# [Exercise]
Return every record below exactly as given.

# [Extracted data]
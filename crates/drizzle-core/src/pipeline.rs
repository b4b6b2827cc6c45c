//! The streaming loop
//!
//! One run reads a source to its end, cutting the stream into chunks and
//! rendering each in order. Reading, timer deadlines, and cancellation are
//! multiplexed with `select!`, so the time-based flush fires even while the
//! source is stalled.

use std::io::Write;

use tokio::time::{sleep_until, Instant};
use tracing::{debug, info, warn};

use crate::accumulator::{Accumulator, Chunk};
use crate::boxes::BoxStripper;
use crate::cancel::StreamCancellation;
use crate::config::StreamConfig;
use crate::emitter::Emitter;
use crate::error::{Error, Result};
use crate::render::Renderer;
use crate::source::ByteSource;
use crate::theme::ThemeMap;

/// Counters for a completed run
#[derive(Debug, Clone, Copy, Default, PartialEq, Eq)]
pub struct StreamSummary {
    /// Bytes read from the source
    pub bytes_in: usize,
    pub chunks: usize,
    /// Chunks cut by the grace period inside an open construct
    pub forced_cuts: usize,
    /// Bytes written to the terminal
    pub bytes_out: usize,
}

/// Stream `source` to `out` until end of stream, failure, or cancellation.
///
/// On failure or cancellation the source is terminated and terminal styling
/// is reset, unless writing to `out` is what failed.
pub async fn run<S, W>(
    source: &mut S,
    config: &StreamConfig,
    theme: ThemeMap,
    out: W,
    cancel: &StreamCancellation,
) -> Result<StreamSummary>
where
    S: ByteSource + ?Sized,
    W: Write,
{
    info!(
        origin = %source.origin(),
        chunk_size = config.chunk_size,
        speed_ms = config.speed.as_millis() as u64,
        strip_boxes = config.strip_boxes,
        "Streaming"
    );

    let mut emitter = Emitter::new(out, Renderer::new(theme, config.width), config.speed);
    let mut summary = StreamSummary::default();

    match pump(source, config, &mut emitter, cancel, &mut summary).await {
        Ok(()) => {
            summary.bytes_out = emitter.bytes_written();
            info!(
                bytes_in = summary.bytes_in,
                chunks = summary.chunks,
                forced = summary.forced_cuts,
                "Stream complete"
            );
            Ok(summary)
        }
        Err(e) => {
            debug!("Stream stopped: {}", e);
            match &e {
                Error::CommandFailed { .. } => {}
                _ => source.terminate().await,
            }
            if !matches!(e, Error::Output(_)) {
                if let Err(reset) = emitter.reset_style() {
                    warn!("Failed to reset terminal style: {}", reset);
                }
            }
            Err(e)
        }
    }
}

async fn pump<S, W>(
    source: &mut S,
    config: &StreamConfig,
    emitter: &mut Emitter<W>,
    cancel: &StreamCancellation,
    summary: &mut StreamSummary,
) -> Result<()>
where
    S: ByteSource + ?Sized,
    W: Write,
{
    let mut acc = Accumulator::new(config.policy());
    let mut stripper = config.strip_boxes.then(BoxStripper::new);
    // Deadline that already fired without producing a chunk
    let mut spent: Option<std::time::Instant> = None;

    loop {
        let deadline = acc.next_deadline().filter(|&at| Some(at) != spent);

        let ready = tokio::select! {
            biased;
            _ = cancel.cancelled() => return Err(Error::Interrupted),
            _ = wait_until(deadline) => {
                let chunks = acc.poll(now());
                if chunks.is_empty() {
                    spent = deadline;
                }
                chunks
            }
            read = source.next_chunk() => match read? {
                Some(bytes) => {
                    summary.bytes_in += bytes.len();
                    spent = None;
                    match stripper.as_mut() {
                        Some(stripper) => acc.feed_at(&stripper.push(&bytes), now()),
                        None => acc.feed_at(&bytes, now()),
                    }
                }
                None => break,
            },
        };

        for chunk in &ready {
            emit(emitter, chunk, cancel, summary).await?;
        }
    }

    debug!(pending = acc.pending_len(), "End of stream");
    let tail = stripper.as_mut().map(BoxStripper::finish).unwrap_or_default();
    let mut ready = acc.feed_at(&tail, now());
    ready.extend(acc.finalize());
    for chunk in &ready {
        emit(emitter, chunk, cancel, summary).await?;
    }

    source.finish().await
}

async fn emit<W: Write>(
    emitter: &mut Emitter<W>,
    chunk: &Chunk,
    cancel: &StreamCancellation,
    summary: &mut StreamSummary,
) -> Result<()> {
    // The emitter writes only after its pacing wait, so cancelling during
    // the wait never splits an escape sequence.
    tokio::select! {
        biased;
        _ = cancel.cancelled() => return Err(Error::Interrupted),
        result = emitter.emit(chunk) => result?,
    }
    summary.chunks += 1;
    if chunk.forced {
        summary.forced_cuts += 1;
    }
    Ok(())
}

async fn wait_until(deadline: Option<std::time::Instant>) {
    match deadline {
        Some(at) => sleep_until(Instant::from_std(at)).await,
        None => std::future::pending().await,
    }
}

/// Accumulator clock; follows tokio's clock so paused-time tests work
fn now() -> std::time::Instant {
    Instant::now().into_std()
}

# [Answer space]
filename crates/drizzle-core/src/pipeline.rs
repository b4b6b2827cc6c45c
//! The streaming loop
//!
//! One run reads a source to its end, cutting the stream into chunks and
//! rendering each in order. Reading, timer deadlines, and cancellation are
//! multiplexed with `select!`, so the time-based flush fires even while the
//! source is stalled.

use std::io::Write;

use tokio::time::{sleep_until, Instant};
use tracing::{debug, info, warn};

use crate::accumulator::{Accumulator, Chunk};
use crate::boxes::BoxStripper;
use crate::cancel::StreamCancellation;
use crate::config::StreamConfig;
use crate::emitter::Emitter;
use crate::error::{Error, Result};
use crate::render::Renderer;
use crate::source::ByteSource;
use crate::theme::ThemeMap;

/// Counters for a completed run
#[derive(Debug, Clone, Copy, Default, PartialEq, Eq)]
pub struct StreamSummary {
    /// Bytes read from the source
    pub bytes_in: usize,
    pub chunks: usize,
    /// Chunks cut by the grace period inside an open construct
    pub forced_cuts: usize,
    /// Bytes written to the terminal
    pub bytes_out: usize,
}

/// Stream `source` to `out` until end of stream, failure, or cancellation.
///
/// On failure or cancellation the source is terminated and terminal styling
/// is reset, unless writing to `out` is what failed.
pub async fn run<S, W>(
    source: &mut S,
    config: &StreamConfig,
    theme: ThemeMap,
    out: W,
    cancel: &StreamCancellation,
) -> Result<StreamSummary>
where
    S: ByteSource + ?Sized,
    W: Write,
{
    info!(
        origin = %source.origin(),
        chunk_size = config.chunk_size,
        speed_ms = config.speed.as_millis() as u64,
        strip_boxes = config.strip_boxes,
        "Streaming"
    );

    let mut emitter = Emitter::new(out, Renderer::new(theme, config.width), config.speed);
    let mut summary = StreamSummary::default();

    match pump(source, config, &mut emitter, cancel, &mut summary).await {
        Ok(()) => {
            summary.bytes_out = emitter.bytes_written();
            info!(
                bytes_in = summary.bytes_in,
                chunks = summary.chunks,
                forced = summary.forced_cuts,
                "Stream complete"
            );
            Ok(summary)
        }
        Err(e) => {
            debug!("Stream stopped: {}", e);
            match &e {
                Error::CommandFailed { .. } => {}
                _ => source.terminate().await,
            }
            if !matches!(e, Error::Output(_)) {
                if let Err(reset) = emitter.reset_style() {
                    warn!("Failed to reset terminal style: {}", reset);
                }
            }
            Err(e)
        }
    }
}

async fn pump<S, W>(
    source: &mut S,
    config: &StreamConfig,
    emitter: &mut Emitter<W>,
    cancel: &StreamCancellation,
    summary: &mut StreamSummary,
) -> Result<()>
where
    S: ByteSource + ?Sized,
    W: Write,
{
    let mut acc = Accumulator::new(config.policy());
    let mut stripper = config.strip_boxes.then(BoxStripper::new);
    // Deadline that already fired without producing a chunk
    let mut spent: Option<std::time::Instant> = None;

    loop {
        let deadline = acc.next_deadline().filter(|&at| Some(at) != spent);

        let ready = tokio::select! {
            biased;
            _ = cancel.cancelled() => return Err(Error::Interrupted),
            _ = wait_until(deadline) => {
                let chunks = acc.poll(now());
                if chunks.is_empty() {
                    spent = deadline;
                }
                chunks
            }
            read = source.next_chunk() => match read? {
                Some(bytes) => {
                    summary.bytes_in += bytes.len();
                    spent = None;
                    match stripper.as_mut() {
                        Some(stripper) => acc.feed_at(&stripper.push(&bytes), now()),
                        None => acc.feed_at(&bytes, now()),
                    }
                }
                None => break,
            },
        };

        for chunk in &ready {
            emit(emitter, chunk, cancel, summary).await?;
        }
    }

    debug!(pending = acc.pending_len(), "End of stream");
    let tail = stripper.as_mut().map(BoxStripper::finish).unwrap_or_default();
    let mut ready = acc.feed_at(&tail, now());
    ready.extend(acc.finalize());
    for chunk in &ready {
        emit(emitter, chunk, cancel, summary).await?;
    }

    source.finish().await
}

async fn emit<W: Write>(
    emitter: &mut Emitter<W>,
    chunk: &Chunk,
    cancel: &StreamCancellation,
    summary: &mut StreamSummary,
) -> Result<()> {
    // The emitter writes only after its pacing wait, so cancelling during
    // the wait never splits an escape sequence.
    tokio::select! {
        biased;
        _ = cancel.cancelled() => return Err(Error::Interrupted),
        result = emitter.emit(chunk) => result?,
    }
    summary.chunks += 1;
    if chunk.forced {
        summary.forced_cuts += 1;
    }
    Ok(())
}

async fn wait_until(deadline: Option<std::time::Instant>) {
    match deadline {
        Some(at) => sleep_until(Instant::from_std(at)).await,
        None => std::future::pending().await,
    }
}

/// Accumulator clock; follows tokio's clock so paused-time tests work
fn now() -> std::time::Instant {
    Instant::now().into_std()
}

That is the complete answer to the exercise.